Truthout - December 26, 2021

For weeks, a high-pitched panic about inflation has infused the mainstream media, most absurdly in CNN’s clip of a family struggling to keep up with the price of buying 12 gallons of milk per week (yes, 12).

Up until recently, Federal Reserve Chair Jerome Powell pushed back against this kind of narrative, arguing that rising prices were a short-term and transitory problem due to supply chain shocks from the pandemic that will eventually return to normal. But now the Fed has shifted course and is preparing to institute policies to “cool off the economy” — a euphemism for shrinking the money supply in order to drive down business investment and thus scale back job growth.

The definition of inflation is simple enough: an increase in the prices of goods and services. If prices rise quickly, and outpace wage growth, this can cause problems for working families — even those who don’t drink 12 gallons of milk per week. But the media narrative about rising inflation has conveniently left out several important points. 

First, the prices of some of our biggest expenses — health care, housing, higher education to name a few — have been rising (often explosively so) for decades with little discussion or concern from the punditry. Health care costs are in fact the leading cause of bankruptcy in the country. Global food prices, too, have been rising because of the impact of climate change on crop yields. Easing these kinds of costs — through a nationalized health care system, investment in affordable housing, student debt relief and decarbonization — would go a much longer way toward improving working people’s finances than monetary policies to tighten economic growth.

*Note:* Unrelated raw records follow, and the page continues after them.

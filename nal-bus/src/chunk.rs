use std::time::Instant;

use bytes::Bytes;

use crate::error::{BusError, Result};

/// Annex-B start code (4-byte form).
pub const START_CODE: &[u8] = &[0x00, 0x00, 0x00, 0x01];

/// Smallest valid chunk: start code plus one NAL header byte.
pub const MIN_CHUNK_SIZE: usize = 5;

pub const NAL_IDR: u8 = 5;
pub const NAL_SEI: u8 = 6;
pub const NAL_SPS: u8 = 7;
pub const NAL_PPS: u8 = 8;

/// Backing storage for a chunk. Owned buffers come from the file chunker
/// and the header cache; transport buffers are sliced out of a received
/// message. Release is dispatched by variant, so a transport slice is
/// never freed as if it were a heap allocation of our own.
#[derive(Debug, Clone)]
pub enum ChunkBuf {
    Owned(Vec<u8>),
    Transport(Bytes),
}

impl ChunkBuf {
    fn as_slice(&self) -> &[u8] {
        match self {
            ChunkBuf::Owned(v) => v,
            ChunkBuf::Transport(b) => b,
        }
    }
}

#[derive(Debug, Clone, Copy, PartialEq, Eq)]
pub enum ChunkKind {
    /// SEI/SPS/PPS parameter-set units that configure the decoder.
    Header,
    /// Everything else, including IDR and non-IDR slices.
    Frame,
}

/// One start-code-prefixed NAL unit, the unit of buffered binary data.
#[derive(Debug, Clone)]
pub struct Chunk {
    buf: ChunkBuf,
    /// Sender wall clock in ms, present only on chunks that arrived via
    /// the metadata-prefixed wire format.
    send_time: Option<u64>,
}

impl Chunk {
    pub fn from_owned(data: Vec<u8>) -> Result<Self> {
        Self::validate(&data)?;
        Ok(Self {
            buf: ChunkBuf::Owned(data),
            send_time: None,
        })
    }

    pub fn from_transport(data: Bytes) -> Result<Self> {
        Self::validate(&data)?;
        Ok(Self {
            buf: ChunkBuf::Transport(data),
            send_time: None,
        })
    }

    fn validate(data: &[u8]) -> Result<()> {
        if data.len() < MIN_CHUNK_SIZE {
            return Err(BusError::ChunkTooShort { size: data.len() });
        }
        if &data[..4] != START_CODE {
            let mut found = [0u8; 4];
            found.copy_from_slice(&data[..4]);
            return Err(BusError::MalformedStartCode { found });
        }
        Ok(())
    }

    pub fn bytes(&self) -> &[u8] {
        self.buf.as_slice()
    }

    pub fn size(&self) -> usize {
        self.buf.as_slice().len()
    }

    /// NAL unit type: low 5 bits of the first byte after the start code.
    pub fn nal_type(&self) -> u8 {
        self.buf.as_slice()[4] & 0x1f
    }

    pub fn kind(&self) -> ChunkKind {
        match self.nal_type() {
            NAL_SEI | NAL_SPS | NAL_PPS => ChunkKind::Header,
            _ => ChunkKind::Frame,
        }
    }

    pub fn is_idr(&self) -> bool {
        self.nal_type() == NAL_IDR
    }

    pub fn send_time(&self) -> Option<u64> {
        self.send_time
    }

    pub fn set_send_time(&mut self, time_ms: Option<u64>) {
        self.send_time = time_ms;
    }
}

fn nal_type_name(nal_type: u8) -> Option<&'static str> {
    match nal_type {
        NAL_SEI => Some("SEI"),
        NAL_SPS => Some("SPS"),
        NAL_PPS => Some("PPS"),
        _ => None,
    }
}

/// Per-stream NAL dump state. Tracks the arrival time of the previous IDR
/// chunk so consecutive keyframe intervals can be reported; owned by the
/// caller and threaded through each dump call.
#[derive(Debug, Default)]
pub struct IframeLog {
    last_idr: Option<Instant>,
}

impl IframeLog {
    pub fn new() -> Self {
        Self::default()
    }

    pub fn dump(&mut self, chunk: &Chunk) {
        let nal_type = chunk.nal_type();
        if nal_type == 1 {
            // non-IDR slices are too chatty to report
            return;
        }
        if chunk.is_idr() {
            let now = Instant::now();
            match self.last_idr.replace(now) {
                Some(prev) => log::info!(
                    "IDR chunk, size {}, interval {:.3} ms",
                    chunk.size(),
                    now.duration_since(prev).as_secs_f64() * 1000.0
                ),
                None => log::info!("IDR chunk, size {}", chunk.size()),
            }
            return;
        }
        match nal_type_name(nal_type) {
            Some(name) => log::debug!("nalu type {}, size {}", name, chunk.size()),
            None => log::debug!("nalu type {}, size {}", nal_type, chunk.size()),
        }
    }
}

Second, although it’s true that there has been a noticeable uptick in prices (measured by the annual change on the consumer price index) by 6.8 percent over the last year, this is still not very high by historical standards. The last time the United States experienced a serious inflationary crisis in the 1970s, the rate of inflation regularly hit between 11-13 percent. It’s also the case that measures of current price increases are skewed by a few sectors of the economy, most notably the energy sector.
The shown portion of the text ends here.